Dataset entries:
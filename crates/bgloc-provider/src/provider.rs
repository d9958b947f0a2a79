//! Location provider seam
//!
//! A provider is the platform source of fixes (GPS, network, fused). The
//! service talks to it through [`LocationProvider`]: one `subscribe` per
//! subscription generation, one `unsubscribe` to release it. Fixes and
//! mid-subscription errors flow back over an `mpsc` sink as
//! [`ProviderUpdate`]s tagged with the generation they belong to, so the
//! service can discard anything from a subscription it has already dropped.

use std::sync::atomic::{AtomicU64, Ordering};
use std::time::Duration;

use serde::{Deserialize, Serialize};
use thiserror::Error;
use tokio::sync::mpsc;

use bgloc_core::{AccuracyMode, ErrorKind, LocationFix, TrackingConfig};

/// Global subscription generation counter
static GENERATION_COUNTER: AtomicU64 = AtomicU64::new(1);

/// Allocate a process-unique subscription generation.
///
/// Generations only grow, so an update tagged with anything other than the
/// session's current generation is stale, even across sessions.
pub fn next_generation() -> u64 {
    GENERATION_COUNTER.fetch_add(1, Ordering::SeqCst)
}

/// What the service asks the provider for
#[derive(Debug, Clone, PartialEq)]
pub struct ProviderRequest {
    pub interval: Duration,
    pub fastest_interval: Duration,
    pub distance_filter_meters: f64,
    pub accuracy: AccuracyMode,
}

impl From<&TrackingConfig> for ProviderRequest {
    fn from(config: &TrackingConfig) -> Self {
        Self {
            interval: Duration::from_millis(u64::from(config.interval_millis)),
            fastest_interval: Duration::from_millis(u64::from(config.fastest_interval_millis)),
            distance_filter_meters: config.distance_filter_meters,
            accuracy: config.accuracy_mode,
        }
    }
}

/// Classified provider failure
#[derive(Debug, Clone, Copy, PartialEq, Eq, Deserialize, Serialize)]
#[serde(rename_all = "snake_case")]
pub enum ProviderErrorKind {
    /// Brief loss of signal; the provider may recover on its own
    SignalLost,
    /// The provider did not answer in time
    Timeout,
    /// Location services are switched off
    Disabled,
    /// The OS withdrew location permission
    PermissionRevoked,
    /// The provider refused the requested configuration
    Rejected,
}

/// Error reported by a provider, either from `subscribe` or mid-subscription
#[derive(Debug, Clone, PartialEq, Error)]
#[error("{kind:?}: {message}")]
pub struct ProviderError {
    pub kind: ProviderErrorKind,
    pub message: String,
}

impl ProviderError {
    pub fn new(kind: ProviderErrorKind, message: impl Into<String>) -> Self {
        Self {
            kind,
            message: message.into(),
        }
    }

    pub fn signal_lost(message: impl Into<String>) -> Self {
        Self::new(ProviderErrorKind::SignalLost, message)
    }

    pub fn disabled(message: impl Into<String>) -> Self {
        Self::new(ProviderErrorKind::Disabled, message)
    }

    pub fn permission_revoked() -> Self {
        Self::new(
            ProviderErrorKind::PermissionRevoked,
            "location permission revoked",
        )
    }

    /// Transient errors are retried by resubscribing; everything else ends the session
    pub fn is_transient(&self) -> bool {
        matches!(
            self.kind,
            ProviderErrorKind::SignalLost | ProviderErrorKind::Timeout
        )
    }

    /// Host-facing kind reported when this error is surfaced
    pub fn error_kind(&self) -> ErrorKind {
        match self.kind {
            ProviderErrorKind::SignalLost | ProviderErrorKind::Timeout => {
                ErrorKind::TransientProviderError
            }
            ProviderErrorKind::PermissionRevoked => ErrorKind::PermissionRevoked,
            ProviderErrorKind::Disabled | ProviderErrorKind::Rejected => {
                ErrorKind::ProviderUnavailable
            }
        }
    }
}

impl From<ProviderError> for bgloc_core::Error {
    fn from(err: ProviderError) -> Self {
        match err.kind {
            ProviderErrorKind::SignalLost | ProviderErrorKind::Timeout => {
                bgloc_core::Error::transient_provider(err.message)
            }
            ProviderErrorKind::PermissionRevoked => bgloc_core::Error::PermissionRevoked,
            ProviderErrorKind::Disabled | ProviderErrorKind::Rejected => {
                bgloc_core::Error::provider_unavailable(err.message)
            }
        }
    }
}

/// Something the provider reports for a live subscription
#[derive(Debug, Clone, PartialEq)]
pub enum ProviderEvent {
    Fix(LocationFix),
    Error(ProviderError),
}

/// A [`ProviderEvent`] tagged with the subscription generation it belongs to
#[derive(Debug, Clone, PartialEq)]
pub struct ProviderUpdate {
    pub generation: u64,
    pub event: ProviderEvent,
}

impl ProviderUpdate {
    pub fn fix(generation: u64, fix: LocationFix) -> Self {
        Self {
            generation,
            event: ProviderEvent::Fix(fix),
        }
    }

    pub fn error(generation: u64, error: ProviderError) -> Self {
        Self {
            generation,
            event: ProviderEvent::Error(error),
        }
    }
}

/// Sink a provider pushes updates into
pub type UpdateSink = mpsc::Sender<ProviderUpdate>;

/// Platform location source
///
/// `subscribe` resolves once the provider has acknowledged (or rejected) the
/// request; interval filtering is the provider's job. After `unsubscribe`
/// returns, the provider must not push further updates for that generation,
/// though the service tolerates stragglers.
#[trait_variant::make(LocationProvider: Send)]
pub trait LocalLocationProvider {
    /// Start delivering updates for `generation` into `sink`
    async fn subscribe(
        &self,
        generation: u64,
        request: ProviderRequest,
        sink: UpdateSink,
    ) -> Result<(), ProviderError>;

    /// Stop delivering updates for `generation`. Unknown generations are ignored.
    async fn unsubscribe(&self, generation: u64);
}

WORK TASK:
Filter the records down to the lines that contain the string "serde", and copy those lines.

ANSWER:
use serde::{Deserialize, Serialize};
#[serde(rename_all = "snake_case")]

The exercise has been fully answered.